Neue Verfassung für Marokko?

marrokko.gif Mohammed VI., König von Marokko, hat am Freitag ein Referendum über eine Änderung der Verfassung angekündigt. Mit den darin enthaltenen politischen Reformen geht der Monarch zumindest teilweise auf die Forderungen der Demokratiebewegung in seinem Land ein. Die Schlüsselpositionen der Regierung blieben allerdings auch unter der neuen Verfassung in der Hand des Königs. Mitglieder der Demokratiebewegung wollen sich damit offenbar nicht zufrieden geben und haben bereits weitere Protestaktionen angekündigt.

Bereits im März hat der marokkanische König Mohammed VI. Reformen in seinem Land angekündigt. Hintergrund war die Demokratiebewegung in der arabischen Welt, die zu Beginn des Jahres auch das Königreich Marokko erreichte. Nach dem Vorbild Ägyptens und Tunesiens gingen auch in zahlreichen Städten in Marokko tausende Menschen auf die Straße, um für eine Änderung der Regierungsform zu demonstrieren. Bei Auseinandersetzungen zwischen Sicherheitskräften und Demonstranten kamen auch in Marokko zahlreiche Menschen ums Leben. Durch die Ankündigung von politischen Reformen konnte König Mohammed VI. eine Eskalation der Situation wie in anderen Staaten Nordafrikas bisher weitgehend verhindern.

Am Freitag hat der König nun ein Referendum über eine Änderung der Verfassung vergekündet. Am 1. Juli soll die marokkanische Bevölkerung über die neue Verfassung abstimmen. Die Änderungen deuten zwar in die Richtung Demokratie, die die Menschen fordern, die Führungsgewalt würde aber weiterhin beim König bleiben. Die Herrscherfamilie des Königreichs Marokko ist bereits seit dem 17. Jahrhundert an der Macht in dem nordafrikanischen Staat. Die aktuelle Verfassung, die in ihrer Form seit etwa fünfzehn Jahren besteht, garantiert dem amtierenden König sämtliche Entscheidungsgewalten im Land. Das könnte sich durch den Volksentscheid im Juli ändern, doch sind die Reformvorschläge des Königs für die Bevölkerung Marokkos akzeptabel?

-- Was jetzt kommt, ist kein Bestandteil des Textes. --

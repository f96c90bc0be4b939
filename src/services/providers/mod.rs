//! AI provider abstractions and implementations.
//!
//! This module provides a trait-based abstraction for text generation
//! providers, allowing easy swapping between backends (Gemini, mock).

pub mod gemini;
pub mod mock;

use async_trait::async_trait;
use thiserror::Error;

/// Error type for provider operations.
#[derive(Error, Debug)]
pub enum ProviderError {
    #[error("Provider not configured: {0}")]
    NotConfigured(String),

    #[error("API error: {0}")]
    ApiError(String),

    #[error("Rate limited")]
    RateLimited,

    #[error("Content filtered")]
    ContentFiltered,

    #[error("Network error: {0}")]
    NetworkError(String),
}

/// Result of a provider response.
pub struct ProviderResponse {
    /// Generated text, if the model produced any.
    pub text: Option<String>,

    /// Input tokens consumed.
    pub input_tokens: i32,

    /// Output tokens generated.
    pub output_tokens: i32,

    /// Finish reason.
    pub finish_reason: FinishReason,
}

/// Reason why generation stopped.
#[derive(Debug, Clone, Copy, PartialEq, Eq)]
pub enum FinishReason {
    Complete,
    Length,
    ContentFilter,
}

/// Generation parameters for AI requests.
#[derive(Debug, Clone, Default)]
pub struct GenerationParams {
    /// Temperature (0.0 - 2.0).
    pub temperature: Option<f32>,

    /// Top-p sampling.
    pub top_p: Option<f32>,

    /// Maximum output tokens.
    pub max_tokens: Option<i32>,
}

/// Trait for text generation providers (e.g., Gemini).
#[async_trait]
pub trait TextProvider: Send + Sync {
    /// Generate a text response.
    async fn generate(
        &self,
        prompt: &str,
        params: &GenerationParams,
    ) -> Result<ProviderResponse, ProviderError>;
}
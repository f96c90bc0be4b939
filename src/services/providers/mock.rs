//! Mock provider implementation for testing.

use super::{FinishReason, GenerationParams, ProviderError, ProviderResponse, TextProvider};
use async_trait::async_trait;

/// Mock text provider for testing. Returns a canned response.
pub struct MockTextProvider {
    enabled: bool,
    response: String,
}

impl MockTextProvider {
    /// Provider that always answers with the given text.
    pub fn new(response: impl Into<String>) -> Self {
        Self {
            enabled: true,
            response: response.into(),
        }
    }

    /// Provider that fails every request, for error-path tests.
    pub fn disabled() -> Self {
        Self {
            enabled: false,
            response: String::new(),
        }
    }
}

#[async_trait]
impl TextProvider for MockTextProvider {
    async fn generate(
        &self,
        prompt: &str,
        _params: &GenerationParams,
    ) -> Result<ProviderResponse, ProviderError> {
        if !self.enabled {
            return Err(ProviderError::NotConfigured(
                "Mock text provider not enabled".to_string(),
            ));
        }

        Ok(ProviderResponse {
            text: Some(self.response.clone()),
            input_tokens: prompt.len() as i32 / 4,
            output_tokens: self.response.len() as i32 / 4,
            finish_reason: FinishReason::Complete,
        })
    }
}
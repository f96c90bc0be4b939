pub mod generator;
pub mod providers;
pub mod publisher;
pub mod store;

pub use generator::JokeGenerator;
pub use publisher::WebhookPublisher;
pub use store::JokeStore;
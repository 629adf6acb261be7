//! Warden Session - Signed Session Tokens
//!
//! A session token is an HS256 JWT holding the user's [`SessionClaims`]:
//! the resolved scopes, email, roles and identity extras. It lives on the
//! client (cookie `jwt` or `Authorization: Bearer`), so the gateway keeps no
//! session state.
//!
//! Verification is split in two steps. [`TokenCodec::verify`] checks the
//! signature and expiry; [`VerifiedToken::claims`] then decodes the private
//! claims. A failure in the first step sends the user back to login, a
//! failure in the second is an internal error.
//!
//! # Example
//!
//! ```ignore
//! use std::time::Duration;
//! use warden_session::{SessionClaims, TokenCodec};
//!
//! let codec = TokenCodec::new(secret);
//! let token = codec.mint(&SessionClaims::new(email, scopes), Duration::from_secs(3600))?;
//! let claims = codec.verify(&token)?.claims()?;
//! ```

#![forbid(unsafe_code)]
#![warn(missing_docs)]

pub mod claims;
pub mod codec;
pub mod error;

pub use claims::SessionClaims;
pub use codec::{TokenCodec, VerifiedToken};
pub use error::{SessionError, SessionResult};
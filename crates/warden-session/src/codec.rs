//! HS256 signing and verification of session tokens.

use std::time::Duration;

use chrono::{DateTime, TimeZone, Utc};
use jsonwebtoken::{decode, encode, Algorithm, DecodingKey, EncodingKey, Header, Validation};
use serde::Serialize;
use serde_json::Value;

use crate::claims::SessionClaims;
use crate::error::{SessionError, SessionResult};

#[derive(Serialize)]
struct Envelope<'a> {
    #[serde(flatten)]
    claims: &'a SessionClaims,
    iat: i64,
    exp: i64,
}

/// A token whose signature and expiry have been checked.
///
/// Private claims are decoded separately with [`VerifiedToken::claims`] so a
/// corrupt payload can be told apart from a forged or expired token.
#[derive(Debug, Clone)]
pub struct VerifiedToken {
    payload: Value,
    issued_at: DateTime<Utc>,
    expires_at: DateTime<Utc>,
}

impl VerifiedToken {
    /// Decode the private claims.
    pub fn claims(&self) -> SessionResult<SessionClaims> {
        serde_json::from_value(self.payload.clone())
            .map_err(|e| SessionError::claim_decode(e.to_string()))
    }

    /// When the token was minted.
    pub fn issued_at(&self) -> DateTime<Utc> {
        self.issued_at
    }

    /// When the token stops being valid.
    pub fn expires_at(&self) -> DateTime<Utc> {
        self.expires_at
    }

    /// Whether the token predates `instant`.
    pub fn issued_before(&self, instant: DateTime<Utc>) -> bool {
        self.issued_at < instant
    }
}

/// Mints and verifies session tokens with a shared HMAC secret.
#[derive(Clone)]
pub struct TokenCodec {
    encoding: EncodingKey,
    decoding: DecodingKey,
    validation: Validation,
}

impl std::fmt::Debug for TokenCodec {
    fn fmt(&self, f: &mut std::fmt::Formatter<'_>) -> std::fmt::Result {
        f.debug_struct("TokenCodec").finish_non_exhaustive()
    }
}

impl TokenCodec {
    /// Create a codec for `secret`.
    pub fn new(secret: impl AsRef<[u8]>) -> Self {
        let secret = secret.as_ref();
        let mut validation = Validation::new(Algorithm::HS256);
        validation.leeway = 0;
        validation.validate_exp = true;
        validation.validate_aud = false;
        validation.set_required_spec_claims(&["exp"]);

        Self {
            encoding: EncodingKey::from_secret(secret),
            decoding: DecodingKey::from_secret(secret),
            validation,
        }
    }

    /// Sign `claims`, issued now and valid for `ttl`.
    pub fn mint(&self, claims: &SessionClaims, ttl: Duration) -> SessionResult<String> {
        self.mint_at(claims, Utc::now(), ttl)
    }

    /// Sign `claims` with an explicit issue time.
    pub fn mint_at(
        &self,
        claims: &SessionClaims,
        issued_at: DateTime<Utc>,
        ttl: Duration,
    ) -> SessionResult<String> {
        let ttl = chrono::Duration::from_std(ttl)
            .map_err(|e| SessionError::encode(format!("token lifetime out of range: {e}")))?;
        let envelope = Envelope {
            claims,
            iat: issued_at.timestamp(),
            exp: (issued_at + ttl).timestamp(),
        };
        encode(&Header::new(Algorithm::HS256), &envelope, &self.encoding)
            .map_err(|e| SessionError::encode(e.to_string()))
    }

    /// Check signature and expiry, with no clock leeway.
    pub fn verify(&self, token: &str) -> SessionResult<VerifiedToken> {
        let data = decode::<Value>(token, &self.decoding, &self.validation)?;
        let payload = data.claims;

        let issued_at = timestamp_claim(&payload, "iat")?;
        let expires_at = timestamp_claim(&payload, "exp")?;

        Ok(VerifiedToken {
            payload,
            issued_at,
            expires_at,
        })
    }
}

fn timestamp_claim(payload: &Value, name: &str) -> SessionResult<DateTime<Utc>> {
    payload
        .get(name)
        .and_then(Value::as_i64)
        .and_then(|secs| Utc.timestamp_opt(secs, 0).single())
        .ok_or_else(|| SessionError::token(format!("missing or invalid {name} claim")))
}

Wie die Nachrichtenagentur BBC berichtet, hat die Demokratiebewegung die Reformen des Königs als unzureichend abgelehnt. Sie fordern weiterführende Transformationen in der Regierungsführung von Marokko. Weitere Proteste wurden bereits angekündigt. Es scheint, als wäre die Kompromissbereitschaft des Königs nicht groß genug. Fest steht das zumindest für einen Teil der Bevölkerung. In welche Richtung die Demokratiebewegung Marokkos tatsächlich gehen wird, muss sich erst noch herausstellen. Werden die Menschen sich erneut zusammenschließen und gegen den Monarchen protestieren? Oder wird die Mehrheit der Bevölkerung den geplanten Volksentscheid akzeptieren und sich im dann sehr wahrscheinliche Fall einer Verfassungsänderung mit kleinen Schritten für mehr Mitspracherecht des Volkes entscheiden?

Der König ist in seinen politischen Reformen bereits dazu, Macht abzugeben. Er wird jedoch seine Schlüsselpositionen in der Machtstruktur des Landes nicht aufgeben. Ob die marokkanische Bevölkerung dies akzeptieren wird, oder inspiriert von Ägypten und Tunesien weiter gegen den Monarchen demonstrieren wird, bleibt abzuwarten.